Для верности переждал годик. Исподволь вылепил весьма правдоподобное чучело. Заменил мерзавца на «Зоила». Поставил отодвигающую дату – 1829 год. Для пущего тумана переставил знаки препинания. И занялся пальбой по чучелу.

С тех пор во все издания своих избранных стихотворений непременно включал цикл эпиграмм на… Каченовского. Казалось бы, невелика фигура. Стоит ли связываться? Экая важность…

Но поэт, видимо, полагал, что тут есть чем гордиться. Он совершил поступок, явил находчивость.


Зная следствие, то есть пушкинскую эпиграмму, иногда удается отыскать причину, предшествующее столкновение. Значит, возможен обратный путь. Зная удары, ушибы, толчки, будем искать творческое противодействие, сатирический отклик.

В конце 1826 года в Москве предполагалось печатание второй главы «Онегина». Обычный, рядовой цензор, – его фамилия, прошу запомнить, Снегирев, – вымарал шесть строк в одном месте, пять строк в другом.

Возникает вопрос: где ответная эпиграмма?
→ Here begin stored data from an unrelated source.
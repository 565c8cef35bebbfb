use crate::probe::poi::{DEFAULT_ADDRESS, DEFAULT_COUNT, DEFAULT_LAT, DEFAULT_LNG};
use clap::Parser;

#[derive(Parser, Debug)]
#[command(author, version, about, long_about = None)]
pub struct Args {
    /// API key sent as the `key` query parameter [env: GEMINI_API_KEY]
    #[arg(long)]
    pub api_key: Option<String>,

    /// Model to probe
    #[arg(short, long)]
    pub model: Option<String>,

    /// API root, without the `/v1beta` path
    #[arg(long)]
    pub base_url: Option<String>,

    /// Prompt text for the reachability probe
    #[arg(short, long)]
    pub prompt: Option<String>,

    /// Ask for points of interest around ADDRESS instead of the plain probe
    #[arg(long, value_name = "ADDRESS", num_args = 0..=1, default_missing_value = DEFAULT_ADDRESS)]
    pub poi: Option<String>,

    /// Longitude of the POI search center
    #[arg(long, default_value_t = DEFAULT_LNG, allow_negative_numbers = true)]
    pub lng: f64,

    /// Latitude of the POI search center
    #[arg(long, default_value_t = DEFAULT_LAT, allow_negative_numbers = true)]
    pub lat: f64,

    /// How many points of interest to ask for
    #[arg(long, default_value_t = DEFAULT_COUNT)]
    pub count: u32,

    /// Log debug output to stderr
    #[arg(short, long)]
    pub verbose: bool,
}
pub mod error;
use crate::cli::Args;
use crate::core::error::ProbeError;
use crate::gemini::{DEFAULT_BASE_URL, DEFAULT_MODEL};
use crate::probe::DEFAULT_PROMPT;
use serde::Deserialize;
use std::fs;
use std::path::{Path, PathBuf};
use tracing::debug;

pub const API_KEY_ENV: &str = "GEMINI_API_KEY";

/// Optional overrides read from `~/.gemini-probe/config.yaml`.
#[derive(Debug, Default, Clone, PartialEq, Deserialize)]
#[serde(default)]
pub struct Config {
    pub api_key: Option<String>,
    pub model: Option<String>,
    pub base_url: Option<String>,
    pub prompt: Option<String>,
}

impl Config {
    fn config_dir() -> PathBuf {
        dirs::home_dir().unwrap_or_else(|| PathBuf::from("."))
    }

    pub fn config_path() -> PathBuf {
        Self::config_dir().join(".gemini-probe").join("config.yaml")
    }

    pub fn load() -> Result<Config, ProbeError> {
        Self::load_from(&Self::config_path())
    }

    /// A missing or empty file is the same as no overrides.
    pub fn load_from(path: &Path) -> Result<Config, ProbeError> {
        if !path.exists() {
            debug!(path = %path.display(), "no config file");
            return Ok(Config::default());
        }

        let contents = fs::read_to_string(path)?;
        if contents.trim().is_empty() {
            return Ok(Config::default());
        }

        let config = serde_yml::from_str::<Config>(&contents)
            .map_err(|e| ProbeError::Config(format!("Parse {}: {}", path.display(), e)))?;
        debug!(path = %path.display(), "loaded config file");
        Ok(config)
    }
}

/// Everything one probe run needs, after merging CLI, environment and file.
#[derive(Debug, Clone, PartialEq)]
pub struct ProbeSettings {
    pub api_key: String,
    pub model: String,
    pub base_url: String,
    pub prompt: String,
}

impl ProbeSettings {
    /// Precedence is CLI flag, then environment (key only), then config file,
    /// then built-in default. There is no built-in key.
    pub fn resolve(
        args: &Args,
        env_api_key: Option<String>,
        config: Config,
    ) -> Result<Self, ProbeError> {
        let non_empty = |key: &String| !key.is_empty();
        let api_key = args
            .api_key
            .clone()
            .filter(non_empty)
            .or(env_api_key.filter(non_empty))
            .or(config.api_key.filter(non_empty))
            .ok_or_else(|| {
                ProbeError::Config(format!(
                    "no API key configured; pass --api-key, set {} or add api_key to {}",
                    API_KEY_ENV,
                    Config::config_path().display()
                ))
            })?;

        let model = args
            .model
            .clone()
            .or(config.model)
            .unwrap_or_else(|| DEFAULT_MODEL.to_string());

        let base_url = args
            .base_url
            .clone()
            .or(config.base_url)
            .unwrap_or_else(|| DEFAULT_BASE_URL.to_string());

        let prompt = args
            .prompt
            .clone()
            .or(config.prompt)
            .unwrap_or_else(|| DEFAULT_PROMPT.to_string());

        Ok(Self {
            api_key,
            model,
            base_url,
            prompt,
        })
    }
}
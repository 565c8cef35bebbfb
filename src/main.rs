use clap::Parser;
use std::io;
use tracing_subscriber::EnvFilter;

mod app;
mod cli;
mod config;
mod core;
mod display;
mod gemini;
mod probe;
mod utils;

#[cfg(test)]
mod testing;

use crate::app::Application;
use crate::cli::Args;
use crate::config::{API_KEY_ENV, Config};

fn init_tracing(verbose: bool) {
    let default = if verbose {
        "gemini_probe=debug"
    } else {
        "gemini_probe=warn"
    };
    let filter = EnvFilter::try_from_default_env().unwrap_or_else(|_| EnvFilter::new(default));

    // stdout belongs to the probe output
    tracing_subscriber::fmt()
        .with_env_filter(filter)
        .with_writer(io::stderr)
        .init();
}

#[tokio::main]
async fn main() -> io::Result<()> {
    let args = Args::parse();
    init_tracing(args.verbose);

    let mut stdout = io::stdout();
    let config = match Config::load() {
        Ok(config) => config,
        Err(err) => return display::write_error(&mut stdout, &err),
    };

    let app = Application::new(args, config);
    app.run(std::env::var(API_KEY_ENV).ok(), &mut stdout).await
}
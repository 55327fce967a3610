//! Core library for climber-mapper.
//!
//! Loads a state's climbing areas and routes from newline-delimited JSON,
//! narrows them to named routes inside a parent area, and renders the result
//! as a text table and a GeoJSON `FeatureCollection`.
//!
//! ```no_run
//! use climber_mapper_core::{run_query, DatasetLoader, Query};
//!
//! let dataset = DatasetLoader::new("all_routes").load_state("co")?;
//! let rows = run_query(&dataset, &Query {
//!     parent_area: "Eldorado".to_string(),
//!     route_queries: vec!["Bastille".to_string()],
//! });
//! println!("{}", climber_mapper_core::render_table(&rows));
//! # Ok::<(), climber_mapper_core::MapperError>(())
//! ```

pub mod dataset;
pub mod error;
pub mod filter;
pub mod models;
pub mod output;
pub mod utils;

pub use dataset::{Dataset, DatasetLoader, DEFAULT_DATA_DIR};
pub use error::{MapperError, Result};
pub use filter::{run_query, Query};
pub use models::{Area, FeatureCollection, ResultRow, Route};
pub use output::{render_table, write_geojson};
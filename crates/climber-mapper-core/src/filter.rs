//! Area and route filtering.
//!
//! All matching is case-sensitive, unanchored and literal: `"Joshua Tree"`
//! matches `"Joshua Tree National Park"`, `"Lurking"` matches
//! `"Lurking Fear"`, and characters like `'` or `.` carry no pattern meaning.

use std::collections::HashSet;

use tracing::{debug, warn};

use crate::dataset::Dataset;
use crate::models::{Area, ResultRow, Route};

/// What to look for in a loaded dataset.
#[derive(Debug, Clone, Default, PartialEq, Eq)]
pub struct Query {
    /// Substring of the area `path` selecting the region of interest
    pub parent_area: String,
    /// Substrings of route names; a route matching any one is kept
    pub route_queries: Vec<String>,
}

/// Names of every area whose path contains `parent_area`.
pub fn areas_in_parent<'a>(areas: &'a [Area], parent_area: &str) -> HashSet<&'a str> {
    areas
        .iter()
        .filter(|area| area.path_contains(parent_area))
        .filter_map(|area| area.area_name.as_deref())
        .collect()
}

/// Routes whose owning area is in `area_names`, in dataset order.
/// Routes without an area are dropped.
pub fn routes_in_areas<'a>(routes: &'a [Route], area_names: &HashSet<&str>) -> Vec<&'a Route> {
    routes
        .iter()
        .filter(|route| {
            route
                .area
                .as_deref()
                .map(|area| area_names.contains(area))
                .unwrap_or(false)
        })
        .collect()
}

/// Routes whose name contains at least one of `queries`.
///
/// Each route is kept once no matter how many queries hit it, and dataset
/// order is preserved. No queries means no routes.
pub fn routes_matching<'a>(routes: &[&'a Route], queries: &[String]) -> Vec<&'a Route> {
    routes
        .iter()
        .copied()
        .filter(|route| queries.iter().any(|q| route.name_contains(q)))
        .collect()
}

/// Queries that no route in `routes` matched.
pub fn unmatched_queries<'q>(routes: &[&Route], queries: &'q [String]) -> Vec<&'q str> {
    queries
        .iter()
        .filter(|q| !routes.iter().any(|route| route.name_contains(q)))
        .map(String::as_str)
        .collect()
}

/// Run the whole filter chain over a dataset.
pub fn run_query(dataset: &Dataset, query: &Query) -> Vec<ResultRow> {
    let area_names = areas_in_parent(&dataset.areas, &query.parent_area);
    debug!(parent_area = %query.parent_area, count = area_names.len(), "Matched areas");
    if area_names.is_empty() {
        warn!(parent_area = %query.parent_area, "No areas match parent area");
    }

    let in_parent = routes_in_areas(&dataset.routes, &area_names);
    debug!(count = in_parent.len(), "Routes in matched areas");

    let matched = routes_matching(&in_parent, &query.route_queries);
    debug!(count = matched.len(), "Routes matching queries");

    if !in_parent.is_empty() {
        for missing in unmatched_queries(&in_parent, &query.route_queries) {
            warn!(query = %missing, parent_area = %query.parent_area, "No route matches query");
        }
    }

    matched.into_iter().filter_map(to_result_row).collect()
}

fn to_result_row(route: &Route) -> Option<ResultRow> {
    Some(ResultRow {
        route_name: route.route_name.clone()?,
        area: route.area.clone()?,
        lnglat: route.lnglat.clone(),
        grade: route.us_grade.clone(),
    })
}

// ============================================================================
// Tests
// ============================================================================

#[cfg(test)]
mod tests {
    use super::*;

    fn area(name: &str, path: &str) -> Area {
        Area {
            area_name: Some(name.to_string()),
            path: Some(path.to_string()),
        }
    }

    fn route(name: &str, area: &str, grade: &str) -> Route {
        Route {
            route_name: Some(name.to_string()),
            area: Some(area.to_string()),
            lnglat: Some(serde_json::json!([-105.28, 39.93])),
            us_grade: Some(grade.to_string()),
        }
    }

    fn strings(items: &[&str]) -> Vec<String> {
        items.iter().map(|s| s.to_string()).collect()
    }

    fn dataset() -> Dataset {
        Dataset {
            areas: vec![
                area("Eldorado Canyon SP", "Colorado > Boulder > Eldorado Canyon SP"),
                area("Bastille", "Colorado > Boulder > Eldorado Canyon SP > Bastille"),
                area("Redgarden Wall", "Colorado > Boulder > Eldorado Canyon SP > Redgarden Wall"),
                area("Flatirons", "Colorado > Boulder > Flatirons"),
            ],
            routes: vec![
                route("The Bastille Crack", "Bastille", "5.7"),
                route("Rewritten", "Redgarden Wall", "5.7"),
                route("Rebuffat's Arete", "Redgarden Wall", "5.10b"),
                route("Bastille Crack Direct", "Bastille", "5.9"),
                route("Bastille Buttress", "Flatirons", "5.6"),
                Route {
                    route_name: Some("Bastille Ghost".to_string()),
                    ..Default::default()
                },
            ],
        }
    }

    fn names(rows: &[ResultRow]) -> Vec<&str> {
        rows.iter().map(|r| r.route_name.as_str()).collect()
    }

    // -------------------------------------------------------------------------
    // Area filter
    // -------------------------------------------------------------------------

    #[test]
    fn test_areas_in_parent_substring() {
        let data = dataset();
        let matched = areas_in_parent(&data.areas, "Eldorado");
        assert_eq!(matched.len(), 3);
        assert!(matched.contains("Bastille"));
        assert!(!matched.contains("Flatirons"));
    }

    #[test]
    fn test_areas_in_parent_case_sensitive() {
        let data = dataset();
        assert!(areas_in_parent(&data.areas, "eldorado").is_empty());
    }

    #[test]
    fn test_areas_in_parent_empty_matches_all() {
        let data = dataset();
        assert_eq!(areas_in_parent(&data.areas, "").len(), 4);
    }

    // -------------------------------------------------------------------------
    // Route filter
    // -------------------------------------------------------------------------

    #[test]
    fn test_routes_in_areas_drops_other_and_missing_areas() {
        let data = dataset();
        let area_names = areas_in_parent(&data.areas, "Eldorado");
        let in_parent = routes_in_areas(&data.routes, &area_names);
        assert_eq!(in_parent.len(), 4);
        assert!(in_parent.iter().all(|r| r.area.as_deref() != Some("Flatirons")));
    }

    #[test]
    fn test_routes_matching_no_duplicates() {
        let data = dataset();
        let all: Vec<&Route> = data.routes.iter().collect();
        let queries = strings(&["Bastille", "Crack", "Bastille Crack"]);
        let matched = routes_matching(&all, &queries);

        let matched_names: Vec<_> = matched.iter().filter_map(|r| r.route_name.as_deref()).collect();
        assert_eq!(
            matched_names,
            vec!["The Bastille Crack", "Bastille Crack Direct", "Bastille Buttress", "Bastille Ghost"]
        );
    }

    #[test]
    fn test_routes_matching_no_queries() {
        let data = dataset();
        let all: Vec<&Route> = data.routes.iter().collect();
        assert!(routes_matching(&all, &[]).is_empty());
    }

    #[test]
    fn test_routes_matching_literal_not_pattern() {
        let data = dataset();
        let all: Vec<&Route> = data.routes.iter().collect();
        assert!(routes_matching(&all, &strings(&["5.7"])).is_empty());
        assert!(routes_matching(&all, &strings(&["Re.*"])).is_empty());
        assert_eq!(routes_matching(&all, &strings(&["Rebuffat's"])).len(), 1);
    }

    #[test]
    fn test_unmatched_queries() {
        let data = dataset();
        let all: Vec<&Route> = data.routes.iter().collect();
        let queries = strings(&["Rewritten", "Naked Edge"]);
        assert_eq!(unmatched_queries(&all, &queries), vec!["Naked Edge"]);
    }

    // -------------------------------------------------------------------------
    // Full query
    // -------------------------------------------------------------------------

    #[test]
    fn test_run_query_defaults() {
        let query = Query {
            parent_area: "Eldorado".to_string(),
            route_queries: strings(&["Rewritten", "Bastille", "Rebuffat's Arete"]),
        };
        let rows = run_query(&dataset(), &query);
        assert_eq!(
            names(&rows),
            vec!["The Bastille Crack", "Rewritten", "Rebuffat's Arete", "Bastille Crack Direct"]
        );
        assert_eq!(rows[2].area, "Redgarden Wall");
        assert_eq!(rows[2].grade.as_deref(), Some("5.10b"));
    }

    #[test]
    fn test_run_query_empty_parent_no_queries() {
        let query = Query {
            parent_area: String::new(),
            route_queries: vec![],
        };
        assert!(run_query(&dataset(), &query).is_empty());
    }

    #[test]
    fn test_run_query_unknown_parent() {
        let query = Query {
            parent_area: "Nonexistent Park".to_string(),
            route_queries: strings(&["Bastille"]),
        };
        assert!(run_query(&dataset(), &query).is_empty());
    }

    #[test]
    fn test_run_query_empty_query_string_matches_all_in_parent() {
        let query = Query {
            parent_area: "Redgarden".to_string(),
            route_queries: strings(&[""]),
        };
        assert_eq!(names(&run_query(&dataset(), &query)), vec!["Rewritten", "Rebuffat's Arete"]);
    }

    #[test]
    fn test_run_query_keeps_duplicate_records() {
        let mut data = dataset();
        data.routes.push(route("Rewritten", "Redgarden Wall", "5.7"));
        let query = Query {
            parent_area: "Eldorado".to_string(),
            route_queries: strings(&["Rewritten", "Rewrit"]),
        };
        assert_eq!(run_query(&data, &query).len(), 2);
    }
}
В Петербурге высочайший цензор, император Николай, мало того, что не дозволил к печати «Бориса Годунова», еще и глубокомысленно предложил переделать трагедию в исторический роман наподобие «Валтера Скота».

Где эпиграмма?

В следующем, 1827 году, тот же московский цензор…

Впрочем, разве поэт обязан откликаться на каждый удар судьбы по отдельности? Не лучше ли два-три сходных случая сплести воедино?


Типографщики не имели права принять для набора ни одного листка, не помеченного предварительной цензорской «скрепой». Но цензор не ставил на каждой страничке свою полную подпись. Он тянул через всю тетрадь какую-нибудь длинную фразу, один-два слога на страничку.

«Раз-сма-три-валъ-про-фессоръ-цензоръ-статский-советникъ-и-кавалеръ-Иванъ-Сне-гиревъ».

Привожу выдержки из дневника И. М. Снегирева.

1825, 28 июня. «Разговор был о вредном влиянии Пушкина стихов на нравственность юношества».

1825, 20 декабря. «Замечательно, что большая часть бунтовщиков Лицейские воспитанники».

Неудивительно, что в марте 1827 года «фессор» отказался пропустить в печать пушкинскую «Сцену из Фауста». Снегирев заявил неудовольствие тем, что ему к рассмотрению была представлена рукопись, содержащая «выражения, противные нравственности». И добавил, что «все основание» оного сочинения ему не нравится.

Мы привели не весь «список благодеяний» московского цензора. На его счету еще была попытка обкорнать «Графа Нулина». Короче говоря, Снегирев давно заслужил парочку эпиграмматических шлепков.

Не служит ли предвестником письмо Пушкина Погодину, сообщающее о том, что «Фауста» царь пропустил, кроме двух стихов?

«Скажите это от меня господину, который вопрошал нас, как мы смели представить пред очи его высокородия такие стихи! Покажите ему это письмо и попросите его высокородие от моего имени впредь быть учтивее и снисходительнее…. Если моск‹овская› цензура все-таки будет упрямиться, то напишите мне…»

Редкий случай, когда поэту удалось «фессора» осадить, поставить на место. Победа почти полная – за вычетом двух отхваченных строк.